E mais: não importa que o criminoso seja rico ou pobre ou não se torne rico com o produto do crime. As consequências na vida do criminoso são irrelevantes para a configuração do crime, da mesma forma que o criminoso não deixa de ser um homicida se ao matar a vítima também se feriu.
Mas isso quer dizer que o servidor Hobin Hood e o egoísta recebem a mesma pena?
Não. Embora tenham praticado o mesmo crime e sejam apenados com base no mesmo artigo, se o magistrado estiver convencido que os propósitos do servidor eram de relevante valor social ou moral, ele pode aplicar uma pena menor porque houve uma circunstância atenuante.
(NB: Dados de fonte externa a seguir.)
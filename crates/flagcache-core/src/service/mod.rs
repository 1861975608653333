//! Refresh and query service for feature flags.
//!
//! `FlagService` owns the `FlagCache`, performs the initial load, keeps it
//! fresh on a timer and coalesces overlapping refreshes into a single
//! fetch. Consumers read through it synchronously or subscribe to snapshots.

pub mod flag_service;
pub mod scheduler;
pub mod snapshot;

pub use flag_service::{FlagService, FlagServiceConfig, DEFAULT_REFRESH_INTERVAL};
pub use scheduler::ScheduledTask;
pub use snapshot::{FlagSnapshot, FlagSubscription, ServiceState};
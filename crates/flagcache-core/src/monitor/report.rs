use std::fmt::Write;
use std::time::Duration;

use chrono::{DateTime, Utc};

use crate::models::FeatureFlag;
use crate::service::{FlagSnapshot, ServiceState};
use crate::utils::{format_age, format_timestamp, truncate_string};

const NAME_WIDTH: usize = 32;
const STATE_WIDTH: usize = 10;
const DESCRIPTION_WIDTH: usize = 48;

#[derive(Debug, Clone, PartialEq, Eq)]
pub struct FlagRow {
    pub name: String,
    pub enabled: bool,
    pub description: Option<String>,
}

impl From<&FeatureFlag> for FlagRow {
    fn from(flag: &FeatureFlag) -> Self {
        Self {
            name: flag.name.clone(),
            enabled: flag.enabled,
            description: flag.description.clone(),
        }
    }
}

/// Point-in-time view of the flag service for display.
#[derive(Debug, Clone, PartialEq, Default)]
pub struct StatusReport {
    pub rows: Vec<FlagRow>,
    pub total: usize,
    pub enabled: usize,
    pub disabled: usize,
    pub loading: bool,
    pub state: ServiceState,
    pub last_error: Option<String>,
    pub last_error_at: Option<DateTime<Utc>>,
    pub last_updated: Option<DateTime<Utc>>,
    pub auto_refresh: bool,
    pub poll_interval: Duration,
}

impl StatusReport {
    pub fn from_snapshot(snapshot: &FlagSnapshot, auto_refresh: bool, poll_interval: Duration) -> Self {
        let rows: Vec<FlagRow> = snapshot.flags.iter().map(FlagRow::from).collect();
        let enabled = rows.iter().filter(|r| r.enabled).count();

        Self {
            total: rows.len(),
            enabled,
            disabled: rows.len() - enabled,
            rows,
            loading: snapshot.loading,
            state: snapshot.state,
            last_error: snapshot.error.as_ref().map(|e| e.to_string()),
            last_error_at: snapshot.error_at,
            last_updated: snapshot.last_updated,
            auto_refresh,
            poll_interval,
        }
    }

    /// Plain-text table. The last good flag list is shown even when the most
    /// recent refresh failed.
    pub fn render(&self, now: DateTime<Utc>) -> String {
        let mut out = String::new();

        if self.rows.is_empty() {
            let _ = writeln!(out, "No feature flags loaded");
        } else {
            let _ = writeln!(
                out,
                "{:<name$} {:<state$} DESCRIPTION",
                "FLAG",
                "STATE",
                name = NAME_WIDTH,
                state = STATE_WIDTH
            );
            for row in &self.rows {
                let description = row
                    .description
                    .as_deref()
                    .map(|d| truncate_string(d, DESCRIPTION_WIDTH))
                    .unwrap_or_default();
                let line = format!(
                    "{:<name$} {:<state$} {}",
                    truncate_string(&row.name, NAME_WIDTH),
                    if row.enabled { "enabled" } else { "disabled" },
                    description,
                    name = NAME_WIDTH,
                    state = STATE_WIDTH
                );
                let _ = writeln!(out, "{}", line.trim_end());
            }
        }

        let _ = writeln!(
            out,
            "Total: {}  Enabled: {}  Disabled: {}",
            self.total, self.enabled, self.disabled
        );

        let updated = self
            .last_updated
            .map(|at| format_age(at, now))
            .unwrap_or_else(|| "never".to_string());
        let _ = writeln!(out, "Last updated: {}", updated);

        if self.loading {
            let _ = writeln!(out, "Refreshing...");
        }

        if let Some(ref error) = self.last_error {
            match self.last_error_at {
                Some(at) => {
                    let _ = writeln!(out, "Error: {} ({})", error, format_timestamp(at));
                }
                None => {
                    let _ = writeln!(out, "Error: {}", error);
                }
            }
        }

        if self.auto_refresh {
            let _ = writeln!(out, "Auto-refresh: on (every {}s)", self.poll_interval.as_secs());
        } else {
            let _ = writeln!(out, "Auto-refresh: off");
        }

        out
    }
}

#[cfg(test)]
mod tests {
    use super::*;
    use crate::api::FlagError;
    use chrono::TimeZone;

    fn snapshot() -> FlagSnapshot {
        FlagSnapshot {
            flags: vec![
                FeatureFlag::new("beta", false),
                FeatureFlag::new("new-ui", true).with_description("Redesigned dashboard"),
            ],
            state: ServiceState::Ready,
            last_updated: Some(Utc.with_ymd_and_hms(2024, 3, 1, 12, 0, 0).unwrap()),
            ..Default::default()
        }
    }

    #[test]
    fn test_counts() {
        let report = StatusReport::from_snapshot(&snapshot(), true, Duration::from_secs(30));
        assert_eq!(report.total, 2);
        assert_eq!(report.enabled, 1);
        assert_eq!(report.disabled, 1);
        assert!(report.last_error.is_none());
    }

    #[test]
    fn test_render_table() {
        let report = StatusReport::from_snapshot(&snapshot(), true, Duration::from_secs(30));
        let now = Utc.with_ymd_and_hms(2024, 3, 1, 12, 5, 0).unwrap();
        let text = report.render(now);

        assert!(text.starts_with("FLAG"));
        assert!(text.contains("new-ui"));
        assert!(text.contains("Redesigned dashboard"));
        assert!(text.contains("Total: 2  Enabled: 1  Disabled: 1"));
        assert!(text.contains("Last updated: 5m ago"));
        assert!(text.contains("Auto-refresh: on (every 30s)"));
        assert!(!text.contains("Error:"));
    }

    #[test]
    fn test_render_error_keeps_flag_list() {
        let mut snap = snapshot();
        snap.state = ServiceState::Errored;
        snap.error = Some(FlagError::Network("connection refused".to_string()));
        snap.error_at = Some(Utc.with_ymd_and_hms(2024, 3, 1, 12, 4, 0).unwrap());

        let report = StatusReport::from_snapshot(&snap, false, Duration::from_secs(30));
        let text = report.render(Utc.with_ymd_and_hms(2024, 3, 1, 12, 5, 0).unwrap());

        assert!(text.contains("new-ui"));
        assert!(text.contains("Error: Network error: connection refused (Mar 01, 2024 12:04:00 UTC)"));
        assert!(text.contains("Auto-refresh: off"));
    }

    #[test]
    fn test_render_empty() {
        let report = StatusReport::from_snapshot(&FlagSnapshot::default(), true, Duration::from_secs(30));
        let text = report.render(Utc::now());
        assert!(text.contains("No feature flags loaded"));
        assert!(text.contains("Last updated: never"));
    }
}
E se estiver que o motivo da corrupção é fútil ou torpe, deve aumentar a pena porque isso é uma circunstância agravante.
O problema é se receber dinheiro para o partido ou outra pessoa deve ser considerado relevante valor moral ou social, ou motivo fútil ou torpe, porque isso é subjetivo.
Da mesma forma, o passado do criminoso não importa para a configuração do crime. Um herói de guerra e um criminoso habitual cometem o mesmo crime ao agirem da mesma maneira. É na aplicação da quantidade de pena que o magistrado vai levar em conta os antecedentes do criminoso ou qualquer fator histórico que possa tornar sua conduta mais ou menos reprovável. Mas o crime continuará o mesmo.
Se a Justiça passasse a olhar o histórico do réu para decidir se houve ou não um crime no presente, poderíamos ter a inusitada situação em que pessoas com ótimo histórico passariam a ter 'crédito' para cometerem crimes. O médico que tivesse salvo três vidas agora poderia cometer três homicídios sem medo de ser condenado.
A ideia do direito é que estejamos o tempo todo dentro da lei, e não que estejamos em média dentro da lei.